** Task details **
Please state how many lines of the records hold the string "visible", giving nothing but the number.

Stored data:
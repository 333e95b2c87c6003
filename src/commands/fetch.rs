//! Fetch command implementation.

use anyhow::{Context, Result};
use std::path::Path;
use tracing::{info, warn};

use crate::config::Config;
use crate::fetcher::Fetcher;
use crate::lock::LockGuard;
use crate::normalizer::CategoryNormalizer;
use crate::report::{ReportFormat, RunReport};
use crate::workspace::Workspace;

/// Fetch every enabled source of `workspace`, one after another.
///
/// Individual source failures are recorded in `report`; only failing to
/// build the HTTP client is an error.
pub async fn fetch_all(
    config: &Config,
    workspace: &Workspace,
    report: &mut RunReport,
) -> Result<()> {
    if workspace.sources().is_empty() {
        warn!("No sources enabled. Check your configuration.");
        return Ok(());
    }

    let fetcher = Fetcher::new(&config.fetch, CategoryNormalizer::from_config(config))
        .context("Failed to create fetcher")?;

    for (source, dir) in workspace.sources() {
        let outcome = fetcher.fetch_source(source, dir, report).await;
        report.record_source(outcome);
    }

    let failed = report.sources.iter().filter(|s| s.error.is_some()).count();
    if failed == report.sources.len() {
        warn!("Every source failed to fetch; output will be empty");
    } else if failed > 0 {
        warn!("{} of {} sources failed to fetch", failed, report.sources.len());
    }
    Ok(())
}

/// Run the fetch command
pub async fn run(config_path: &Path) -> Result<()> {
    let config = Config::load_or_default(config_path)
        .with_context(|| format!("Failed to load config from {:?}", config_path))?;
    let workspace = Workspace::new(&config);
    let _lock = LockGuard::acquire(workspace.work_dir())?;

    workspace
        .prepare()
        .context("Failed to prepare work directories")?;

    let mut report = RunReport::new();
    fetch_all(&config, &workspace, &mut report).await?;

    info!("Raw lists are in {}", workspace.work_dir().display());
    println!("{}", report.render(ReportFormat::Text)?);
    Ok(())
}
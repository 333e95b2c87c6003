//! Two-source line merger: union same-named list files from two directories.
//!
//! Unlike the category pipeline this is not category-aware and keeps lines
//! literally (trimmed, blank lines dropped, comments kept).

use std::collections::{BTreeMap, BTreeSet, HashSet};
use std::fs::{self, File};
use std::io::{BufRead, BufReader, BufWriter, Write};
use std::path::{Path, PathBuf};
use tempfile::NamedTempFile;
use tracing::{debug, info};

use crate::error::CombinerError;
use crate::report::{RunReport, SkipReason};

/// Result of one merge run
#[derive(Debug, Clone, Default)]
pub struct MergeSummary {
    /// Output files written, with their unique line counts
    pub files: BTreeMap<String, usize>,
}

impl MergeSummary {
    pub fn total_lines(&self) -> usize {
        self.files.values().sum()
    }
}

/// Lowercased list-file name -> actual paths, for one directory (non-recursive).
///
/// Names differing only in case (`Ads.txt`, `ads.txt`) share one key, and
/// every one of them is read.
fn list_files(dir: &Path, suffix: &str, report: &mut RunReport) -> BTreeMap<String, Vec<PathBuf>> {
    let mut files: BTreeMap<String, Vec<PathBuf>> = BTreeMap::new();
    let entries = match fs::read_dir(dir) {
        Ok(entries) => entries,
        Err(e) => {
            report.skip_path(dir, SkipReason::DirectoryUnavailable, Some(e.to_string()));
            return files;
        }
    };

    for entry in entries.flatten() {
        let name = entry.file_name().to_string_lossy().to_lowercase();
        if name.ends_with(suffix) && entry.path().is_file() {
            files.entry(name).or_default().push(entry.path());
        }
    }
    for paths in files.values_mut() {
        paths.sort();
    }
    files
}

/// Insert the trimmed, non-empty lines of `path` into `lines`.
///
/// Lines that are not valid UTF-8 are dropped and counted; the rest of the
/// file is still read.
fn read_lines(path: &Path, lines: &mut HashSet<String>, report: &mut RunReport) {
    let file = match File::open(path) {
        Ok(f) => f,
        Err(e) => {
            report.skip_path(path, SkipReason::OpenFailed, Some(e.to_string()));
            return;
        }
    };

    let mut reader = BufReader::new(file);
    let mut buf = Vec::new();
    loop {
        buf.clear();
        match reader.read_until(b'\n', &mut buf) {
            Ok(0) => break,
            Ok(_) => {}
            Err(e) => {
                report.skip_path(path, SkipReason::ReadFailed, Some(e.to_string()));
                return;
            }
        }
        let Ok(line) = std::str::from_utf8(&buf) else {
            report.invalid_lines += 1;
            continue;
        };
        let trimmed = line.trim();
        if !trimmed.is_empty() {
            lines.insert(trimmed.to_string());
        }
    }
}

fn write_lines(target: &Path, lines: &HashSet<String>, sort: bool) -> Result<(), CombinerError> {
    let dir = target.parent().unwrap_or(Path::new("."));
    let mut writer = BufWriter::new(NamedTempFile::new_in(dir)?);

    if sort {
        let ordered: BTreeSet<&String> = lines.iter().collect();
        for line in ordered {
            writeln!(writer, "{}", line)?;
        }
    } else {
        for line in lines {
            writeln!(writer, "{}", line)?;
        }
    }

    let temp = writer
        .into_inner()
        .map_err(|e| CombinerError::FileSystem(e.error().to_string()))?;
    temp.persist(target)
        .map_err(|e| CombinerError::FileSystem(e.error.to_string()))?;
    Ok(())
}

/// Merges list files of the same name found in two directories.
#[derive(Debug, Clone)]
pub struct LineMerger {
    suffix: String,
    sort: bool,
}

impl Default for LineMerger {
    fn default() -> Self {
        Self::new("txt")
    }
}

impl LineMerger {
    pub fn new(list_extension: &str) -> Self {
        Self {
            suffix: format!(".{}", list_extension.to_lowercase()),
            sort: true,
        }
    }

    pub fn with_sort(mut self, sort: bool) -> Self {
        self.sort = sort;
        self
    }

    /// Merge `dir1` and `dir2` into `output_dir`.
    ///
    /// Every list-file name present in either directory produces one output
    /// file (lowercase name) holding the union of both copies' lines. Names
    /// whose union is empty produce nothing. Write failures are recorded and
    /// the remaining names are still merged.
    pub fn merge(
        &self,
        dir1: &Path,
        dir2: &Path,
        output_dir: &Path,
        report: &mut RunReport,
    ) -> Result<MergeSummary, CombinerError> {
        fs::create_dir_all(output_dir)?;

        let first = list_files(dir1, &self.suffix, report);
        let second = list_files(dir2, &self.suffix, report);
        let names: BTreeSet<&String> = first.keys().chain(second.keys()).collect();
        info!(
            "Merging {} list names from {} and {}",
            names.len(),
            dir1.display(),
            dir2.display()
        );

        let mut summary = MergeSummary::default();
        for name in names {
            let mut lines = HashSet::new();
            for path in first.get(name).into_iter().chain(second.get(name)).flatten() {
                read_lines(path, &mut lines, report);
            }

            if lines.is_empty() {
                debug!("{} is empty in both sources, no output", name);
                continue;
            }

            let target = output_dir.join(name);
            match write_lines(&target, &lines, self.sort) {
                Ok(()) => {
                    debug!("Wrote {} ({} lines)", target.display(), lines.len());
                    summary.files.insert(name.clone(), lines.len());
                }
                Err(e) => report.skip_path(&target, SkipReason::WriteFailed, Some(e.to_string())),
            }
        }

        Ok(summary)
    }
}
* * *
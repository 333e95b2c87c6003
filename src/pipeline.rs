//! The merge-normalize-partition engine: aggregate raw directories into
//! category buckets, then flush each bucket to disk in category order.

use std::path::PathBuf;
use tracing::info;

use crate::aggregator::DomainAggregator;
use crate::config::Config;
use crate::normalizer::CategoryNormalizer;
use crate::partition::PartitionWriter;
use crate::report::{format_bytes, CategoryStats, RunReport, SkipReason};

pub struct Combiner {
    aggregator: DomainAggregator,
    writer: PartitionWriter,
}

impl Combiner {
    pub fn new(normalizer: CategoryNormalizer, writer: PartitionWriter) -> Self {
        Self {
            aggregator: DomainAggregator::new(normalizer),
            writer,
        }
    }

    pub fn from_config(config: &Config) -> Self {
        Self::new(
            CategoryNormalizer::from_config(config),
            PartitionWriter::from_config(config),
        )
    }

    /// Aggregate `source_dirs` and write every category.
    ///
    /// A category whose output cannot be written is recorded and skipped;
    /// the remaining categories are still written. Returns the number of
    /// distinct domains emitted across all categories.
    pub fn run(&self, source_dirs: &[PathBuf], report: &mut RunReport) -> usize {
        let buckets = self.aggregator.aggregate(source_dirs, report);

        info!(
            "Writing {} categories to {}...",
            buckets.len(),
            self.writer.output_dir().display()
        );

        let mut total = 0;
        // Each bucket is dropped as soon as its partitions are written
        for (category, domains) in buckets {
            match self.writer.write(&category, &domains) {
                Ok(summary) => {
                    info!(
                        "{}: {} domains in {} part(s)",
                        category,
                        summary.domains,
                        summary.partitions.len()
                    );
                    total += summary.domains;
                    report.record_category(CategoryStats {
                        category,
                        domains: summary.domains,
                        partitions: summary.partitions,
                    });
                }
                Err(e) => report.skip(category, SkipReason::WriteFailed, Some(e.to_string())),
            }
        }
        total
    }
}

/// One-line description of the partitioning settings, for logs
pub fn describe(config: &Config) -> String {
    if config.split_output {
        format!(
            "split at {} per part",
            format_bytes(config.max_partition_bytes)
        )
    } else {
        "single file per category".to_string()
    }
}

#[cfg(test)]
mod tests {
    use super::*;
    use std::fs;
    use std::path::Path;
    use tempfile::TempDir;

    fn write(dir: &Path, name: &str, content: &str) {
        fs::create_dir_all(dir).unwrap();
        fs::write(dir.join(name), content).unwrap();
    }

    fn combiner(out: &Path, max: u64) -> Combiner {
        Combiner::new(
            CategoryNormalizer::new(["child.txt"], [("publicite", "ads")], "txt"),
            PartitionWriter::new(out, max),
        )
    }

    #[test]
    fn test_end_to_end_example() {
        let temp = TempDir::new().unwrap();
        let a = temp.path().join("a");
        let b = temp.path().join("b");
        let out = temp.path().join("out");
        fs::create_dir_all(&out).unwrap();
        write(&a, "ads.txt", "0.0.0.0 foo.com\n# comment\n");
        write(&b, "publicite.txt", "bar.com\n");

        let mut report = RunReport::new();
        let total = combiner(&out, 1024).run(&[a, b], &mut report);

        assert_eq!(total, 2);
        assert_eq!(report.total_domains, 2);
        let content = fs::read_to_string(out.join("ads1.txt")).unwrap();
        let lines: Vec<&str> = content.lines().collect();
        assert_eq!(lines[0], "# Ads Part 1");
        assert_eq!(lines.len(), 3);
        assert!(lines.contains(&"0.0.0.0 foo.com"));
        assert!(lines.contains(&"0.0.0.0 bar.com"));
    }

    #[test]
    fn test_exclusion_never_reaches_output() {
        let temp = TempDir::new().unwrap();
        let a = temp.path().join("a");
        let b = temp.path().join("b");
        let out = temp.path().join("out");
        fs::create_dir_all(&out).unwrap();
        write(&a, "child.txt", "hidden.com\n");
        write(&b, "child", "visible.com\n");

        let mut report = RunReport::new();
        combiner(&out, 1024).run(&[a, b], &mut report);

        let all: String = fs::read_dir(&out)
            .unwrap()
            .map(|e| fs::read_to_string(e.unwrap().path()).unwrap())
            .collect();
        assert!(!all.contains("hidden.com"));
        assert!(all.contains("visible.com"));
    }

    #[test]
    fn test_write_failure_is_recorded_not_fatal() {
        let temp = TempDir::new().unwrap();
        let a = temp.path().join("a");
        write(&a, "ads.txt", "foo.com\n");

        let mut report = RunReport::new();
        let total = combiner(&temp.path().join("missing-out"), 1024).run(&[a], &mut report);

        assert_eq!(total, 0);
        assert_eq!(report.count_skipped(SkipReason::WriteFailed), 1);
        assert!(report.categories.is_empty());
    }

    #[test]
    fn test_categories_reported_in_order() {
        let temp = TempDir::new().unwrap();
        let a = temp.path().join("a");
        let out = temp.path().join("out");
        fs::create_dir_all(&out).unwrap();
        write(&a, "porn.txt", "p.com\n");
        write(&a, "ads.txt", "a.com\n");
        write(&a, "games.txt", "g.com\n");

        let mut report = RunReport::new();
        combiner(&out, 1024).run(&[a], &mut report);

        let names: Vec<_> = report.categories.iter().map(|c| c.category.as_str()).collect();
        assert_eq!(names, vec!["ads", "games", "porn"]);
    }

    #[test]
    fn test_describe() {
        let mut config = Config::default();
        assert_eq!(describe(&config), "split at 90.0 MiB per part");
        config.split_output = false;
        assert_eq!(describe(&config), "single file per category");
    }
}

** Solution **
2